O autor indica a existência de diversas leis de natureza, contudo, parece-nos que três delas podem ser consideradas centrais em sua lógica argumentativa: a) todo homem deve esforçar-se pela paz; b) todo homem deve abandonar o direito natural, ou seja, o direito a todas as coisas (o desencadeador do conflito entre os homens). Hobbes (1999, p.117) salienta que há apenas duas formas de abandonar um direito: renunciando-o ou transferindo-o para outrem, sendo que a renúncia se caracteriza como um ato unilateral, que não comporta contrapartida, ao passo em que a transferência, quando é realizada em conjunto com outros homens, torna-se um contrato, uma “translação ou troca mútua de direitos”; c) todo homem deve cumprir os pactos que celebrar.
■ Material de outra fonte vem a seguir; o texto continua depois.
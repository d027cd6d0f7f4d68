//! Thin typed client over the Pressroom REST API.

use pressroom_api_types::{
    ErrorBody, PageWriteRequest, PublishRequest, ResourceDocument, SearchResultDocument,
};
use reqwest::{Response, StatusCode, header};
use thiserror::Error;
use url::Url;
use uuid::Uuid;

#[derive(Debug, Error)]
pub enum ClientError {
    #[error("invalid server url: {0}")]
    InvalidUrl(#[from] url::ParseError),
    #[error("request failed: {0}")]
    Transport(#[from] reqwest::Error),
    #[error("server answered {status}: {message}")]
    Api { status: StatusCode, message: String },
    #[error("invalid date `{0}`: expected RFC 3339")]
    InvalidDate(String),
}

pub struct Client {
    http: reqwest::Client,
    base: Url,
    token: Option<String>,
}

impl Client {
    pub fn new(server: &str, token: Option<String>) -> Result<Self, ClientError> {
        let base = Url::parse(server)?;
        Ok(Self {
            http: reqwest::Client::new(),
            base,
            token,
        })
    }

    fn url(&self, path: &str) -> Result<Url, ClientError> {
        Ok(self.base.join(path)?)
    }

    fn request(&self, method: reqwest::Method, url: Url) -> reqwest::RequestBuilder {
        let builder = self.http.request(method, url);
        match &self.token {
            Some(token) => builder.bearer_auth(token),
            None => builder,
        }
    }

    async fn check(response: Response) -> Result<Response, ClientError> {
        let status = response.status();
        if status.is_success() {
            return Ok(response);
        }
        let message = match response.json::<ErrorBody>().await {
            Ok(body) => body.error.message,
            Err(_) => String::from("no error detail"),
        };
        Err(ClientError::Api { status, message })
    }

    pub async fn get_page(
        &self,
        id: Uuid,
        version: Option<&str>,
    ) -> Result<ResourceDocument, ClientError> {
        let mut url = self.url(&format!("api/pages/{id}"))?;
        if let Some(version) = version {
            url.query_pairs_mut().append_pair("version", version);
        }
        let response = self.request(reqwest::Method::GET, url).send().await?;
        Ok(Self::check(response).await?.json().await?)
    }

    pub async fn create_page(
        &self,
        request: &PageWriteRequest,
    ) -> Result<ResourceDocument, ClientError> {
        let url = self.url("api/pages")?;
        let response = self
            .request(reqwest::Method::POST, url)
            .json(request)
            .send()
            .await?;
        Ok(Self::check(response).await?.json().await?)
    }

    /// Replace a draft, round-tripping the current entity tag.
    pub async fn update_page(
        &self,
        id: Uuid,
        request: &PageWriteRequest,
    ) -> Result<ResourceDocument, ClientError> {
        let current = self.get_page(id, None).await?;
        let url = self.url(&format!("api/pages/{id}"))?;
        let response = self
            .request(reqwest::Method::PUT, url)
            .header(header::IF_MATCH, current.etag)
            .json(request)
            .send()
            .await?;
        Ok(Self::check(response).await?.json().await?)
    }

    pub async fn delete_page(&self, id: Uuid) -> Result<(), ClientError> {
        let current = self.get_page(id, None).await?;
        let url = self.url(&format!("api/pages/{id}"))?;
        let response = self
            .request(reqwest::Method::DELETE, url)
            .header(header::IF_MATCH, current.etag)
            .send()
            .await?;
        Self::check(response).await?;
        Ok(())
    }

    pub async fn lock_page(&self, id: Uuid) -> Result<ResourceDocument, ClientError> {
        let url = self.url(&format!("api/pages/{id}/lock"))?;
        let response = self.request(reqwest::Method::POST, url).send().await?;
        Ok(Self::check(response).await?.json().await?)
    }

    pub async fn unlock_page(&self, id: Uuid) -> Result<ResourceDocument, ClientError> {
        let url = self.url(&format!("api/pages/{id}/lock"))?;
        let response = self.request(reqwest::Method::DELETE, url).send().await?;
        Ok(Self::check(response).await?.json().await?)
    }

    pub async fn publish_page(
        &self,
        id: Uuid,
        window: &PublishRequest,
    ) -> Result<ResourceDocument, ClientError> {
        let current = self.get_page(id, Some("work")).await?;
        let url = self.url(&format!("api/pages/{id}/publish"))?;
        let response = self
            .request(reqwest::Method::POST, url)
            .header(header::IF_MATCH, current.etag)
            .json(window)
            .send()
            .await?;
        Ok(Self::check(response).await?.json().await?)
    }

    pub async fn unpublish_page(&self, id: Uuid) -> Result<ResourceDocument, ClientError> {
        let current = self.get_page(id, Some("live")).await?;
        let url = self.url(&format!("api/pages/{id}/publish"))?;
        let response = self
            .request(reqwest::Method::DELETE, url)
            .header(header::IF_MATCH, current.etag)
            .send()
            .await?;
        Ok(Self::check(response).await?.json().await?)
    }

    pub async fn search(
        &self,
        params: &[(&str, String)],
    ) -> Result<SearchResultDocument, ClientError> {
        let mut url = self.url("api/search")?;
        {
            let mut pairs = url.query_pairs_mut();
            for (name, value) in params {
                pairs.append_pair(name, value);
            }
        }
        let response = self.request(reqwest::Method::GET, url).send().await?;
        Ok(Self::check(response).await?.json().await?)
    }
}
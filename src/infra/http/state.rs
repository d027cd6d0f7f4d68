use std::sync::Arc;

use crate::application::files::FileService;
use crate::application::pages::PageService;
use crate::application::previews::PreviewService;
use crate::application::search::SearchService;
use crate::dispatch::SiteDispatcher;

use super::auth::UserDirectory;

/// Shared state of the HTTP surface.
#[derive(Clone)]
pub struct HttpState {
    /// The site this node serves.
    pub site: String,
    pub pages: Arc<PageService>,
    pub files: Arc<FileService>,
    pub search: Arc<SearchService>,
    pub previews: Arc<PreviewService>,
    pub dispatcher: Arc<SiteDispatcher>,
    pub directory: Arc<UserDirectory>,
}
Hobbes pondera que sem esta lei os acordos seriam inúteis, nada mais que palavras vazias e, assim, o direito de todos os homens a todas as coisas se perpetuaria, assim como a condição de guerra.
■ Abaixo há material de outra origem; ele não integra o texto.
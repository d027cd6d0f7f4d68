//! Response cache configuration.

use std::num::NonZeroUsize;
use std::time::Duration;

use serde::Deserialize;

const DEFAULT_ENTRY_LIMIT: usize = 500;
const DEFAULT_EXPIRATION_SECS: u64 = 300;
const DEFAULT_REVALIDATION_SECS: u64 = 60;

/// Cache configuration from `pressroom.toml`.
#[derive(Debug, Clone, Deserialize)]
#[serde(default)]
pub struct CacheConfig {
    /// Enable the response cache.
    pub enabled: bool,
    /// Maximum number of cached responses and response parts.
    pub entry_limit: usize,
    /// Default freshness lifetime (seconds) for handlers without an opinion.
    pub default_expiration_secs: u64,
    /// Default revalidation grace (seconds) for stale entries.
    pub default_revalidation_secs: u64,
}

impl Default for CacheConfig {
    fn default() -> Self {
        Self {
            enabled: true,
            entry_limit: DEFAULT_ENTRY_LIMIT,
            default_expiration_secs: DEFAULT_EXPIRATION_SECS,
            default_revalidation_secs: DEFAULT_REVALIDATION_SECS,
        }
    }
}

impl CacheConfig {
    pub fn entry_limit_non_zero(&self) -> NonZeroUsize {
        NonZeroUsize::new(self.entry_limit).unwrap_or(NonZeroUsize::MIN)
    }

    pub fn default_expiration(&self) -> Duration {
        Duration::from_secs(self.default_expiration_secs)
    }

    pub fn default_revalidation(&self) -> Duration {
        Duration::from_secs(self.default_revalidation_secs)
    }
}

#[cfg(test)]
mod tests {
    use super::*;

    #[test]
    fn default_values() {
        let config = CacheConfig::default();
        assert!(config.enabled);
        assert_eq!(config.entry_limit, 500);
        assert_eq!(config.default_expiration(), Duration::from_secs(300));
        assert_eq!(config.default_revalidation(), Duration::from_secs(60));
    }

    #[test]
    fn entry_limit_clamps_to_min() {
        let config = CacheConfig {
            entry_limit: 0,
            ..Default::default()
        };
        assert_eq!(config.entry_limit_non_zero().get(), 1);
    }
}
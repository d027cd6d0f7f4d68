//! Small shared helpers with no domain knowledge.

pub mod dates;
pub mod xml;
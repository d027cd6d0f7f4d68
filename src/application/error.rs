use std::error::Error as StdError;

use axum::{
    Json,
    http::StatusCode,
    response::{IntoResponse, Response},
};
use pressroom_api_types::{ErrorBody, ErrorMessage};
use thiserror::Error;

use crate::application::repos::RepoError;
use crate::domain::error::DomainError;
use crate::infra::error::InfraError;

/// Diagnostic chain attached to error responses for logging middleware.
#[derive(Debug, Clone)]
pub struct ErrorReport {
    pub source: &'static str,
    pub status: StatusCode,
    pub messages: Vec<String>,
}

impl ErrorReport {
    pub fn from_error(source: &'static str, status: StatusCode, error: &dyn StdError) -> Self {
        let mut messages = Vec::new();
        messages.push(error.to_string());
        let mut current = error.source();
        while let Some(inner) = current {
            messages.push(inner.to_string());
            current = inner.source();
        }
        Self {
            source,
            status,
            messages,
        }
    }

    pub fn from_message(
        source: &'static str,
        status: StatusCode,
        message: impl Into<String>,
    ) -> Self {
        Self {
            source,
            status,
            messages: vec![message.into()],
        }
    }

    pub fn attach(self, response: &mut Response) {
        response.extensions_mut().insert(self);
    }
}

#[derive(Debug, Error)]
pub enum AppError {
    #[error(transparent)]
    Domain(#[from] DomainError),
    #[error(transparent)]
    Repo(#[from] RepoError),
    #[error(transparent)]
    Infra(#[from] InfraError),
    #[error("resource not found")]
    NotFound,
    #[error("validation failed: {0}")]
    Validation(String),
    #[error("authentication required")]
    Unauthorized,
    #[error("insufficient rights: {0}")]
    Forbidden(String),
    #[error("unexpected error: {0}")]
    Unexpected(String),
}

impl AppError {
    pub fn validation(message: impl Into<String>) -> Self {
        Self::Validation(message.into())
    }

    pub fn forbidden(message: impl Into<String>) -> Self {
        Self::Forbidden(message.into())
    }

    pub fn unexpected(message: impl Into<String>) -> Self {
        Self::Unexpected(message.into())
    }

    pub fn status_code(&self) -> StatusCode {
        match self {
            AppError::Domain(DomainError::NotFound { .. })
            | AppError::Repo(RepoError::NotFound)
            | AppError::NotFound => StatusCode::NOT_FOUND,
            AppError::Domain(DomainError::Validation { .. })
            | AppError::Repo(RepoError::InvalidInput { .. })
            | AppError::Validation(_) => StatusCode::BAD_REQUEST,
            AppError::Unauthorized => StatusCode::UNAUTHORIZED,
            AppError::Forbidden(_) | AppError::Repo(RepoError::LockedByOther { .. }) => {
                StatusCode::FORBIDDEN
            }
            AppError::Domain(DomainError::Conflict { .. })
            | AppError::Repo(RepoError::PathTaken { .. }) => StatusCode::CONFLICT,
            AppError::Repo(RepoError::StaleEtag)
            | AppError::Repo(RepoError::NoWorkVersion)
            | AppError::Repo(RepoError::DanglingReferences { .. }) => {
                StatusCode::PRECONDITION_FAILED
            }
            AppError::Repo(RepoError::Persistence(_)) => StatusCode::SERVICE_UNAVAILABLE,
            AppError::Infra(InfraError::Repository { .. }) => StatusCode::SERVICE_UNAVAILABLE,
            AppError::Infra(_) => StatusCode::INTERNAL_SERVER_ERROR,
            AppError::Domain(DomainError::Invariant { .. }) | AppError::Unexpected(_) => {
                StatusCode::INTERNAL_SERVER_ERROR
            }
        }
    }

    fn code(&self) -> &'static str {
        match self.status_code() {
            StatusCode::BAD_REQUEST => "bad_request",
            StatusCode::UNAUTHORIZED => "unauthorized",
            StatusCode::FORBIDDEN => "forbidden",
            StatusCode::NOT_FOUND => "not_found",
            StatusCode::CONFLICT => "conflict",
            StatusCode::PRECONDITION_FAILED => "precondition_failed",
            StatusCode::SERVICE_UNAVAILABLE => "unavailable",
            _ => "internal",
        }
    }

    fn presentation_message(&self) -> String {
        match self {
            AppError::Repo(RepoError::DanglingReferences { ids }) => {
                format!("unresolved resource references: {}", ids.join(", "))
            }
            AppError::Repo(RepoError::PathTaken { path }) => {
                format!("a resource already exists at `{path}`")
            }
            AppError::Repo(RepoError::StaleEtag) => {
                String::from("entity tag does not match the current resource")
            }
            AppError::Repo(RepoError::NoWorkVersion) => {
                String::from("no work version exists for this resource")
            }
            AppError::Repo(RepoError::LockedByOther { owner }) => {
                format!("resource is locked by {owner}")
            }
            AppError::Validation(message) => message.clone(),
            AppError::Forbidden(message) => message.clone(),
            AppError::Unauthorized => String::from("authentication required"),
            AppError::NotFound | AppError::Repo(RepoError::NotFound) => {
                String::from("resource not found")
            }
            AppError::Domain(DomainError::Validation { message }) => message.clone(),
            AppError::Repo(RepoError::InvalidInput { message }) => message.clone(),
            AppError::Repo(RepoError::Persistence(_)) => {
                String::from("repository temporarily unavailable")
            }
            _ => String::from("unexpected error occurred"),
        }
    }
}

impl IntoResponse for AppError {
    fn into_response(self) -> Response {
        let status = self.status_code();
        let body = ErrorBody {
            error: ErrorMessage {
                code: self.code().to_string(),
                message: self.presentation_message(),
            },
        };
        let report = ErrorReport::from_error("application::error::AppError", status, &self);
        let mut response = (status, Json(body)).into_response();
        report.attach(&mut response);
        response
    }
}

#[cfg(test)]
mod tests {
    use super::*;

    #[test]
    fn repository_errors_map_to_the_status_contract() {
        assert_eq!(
            AppError::from(RepoError::NotFound).status_code(),
            StatusCode::NOT_FOUND
        );
        assert_eq!(
            AppError::from(RepoError::PathTaken { path: "/a".into() }).status_code(),
            StatusCode::CONFLICT
        );
        assert_eq!(
            AppError::from(RepoError::StaleEtag).status_code(),
            StatusCode::PRECONDITION_FAILED
        );
        assert_eq!(
            AppError::from(RepoError::DanglingReferences { ids: vec![] }).status_code(),
            StatusCode::PRECONDITION_FAILED
        );
        assert_eq!(
            AppError::from(RepoError::LockedByOther {
                owner: crate::domain::user::User::new("jdoe")
            })
            .status_code(),
            StatusCode::FORBIDDEN
        );
        assert_eq!(
            AppError::from(RepoError::Persistence(String::from("io"))).status_code(),
            StatusCode::SERVICE_UNAVAILABLE
        );
        assert_eq!(AppError::Unauthorized.status_code(), StatusCode::UNAUTHORIZED);
    }
}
Esta terceira lei de natureza seria a “fonte e a origem da justiça”. Hobbes (1999, p.123) sustenta que “sem um pacto anterior não há transferência de direito, e todo homem tem direito a todas as coisas, consequentemente nenhuma ação pode ser injusta”; contudo, uma vez firmado um acordo, seria injusto rompê-lo. Desta forma, a “definição da injustiça não é outra senão o não cumprimento de um pacto. E tudo o que não é injusto é justo”.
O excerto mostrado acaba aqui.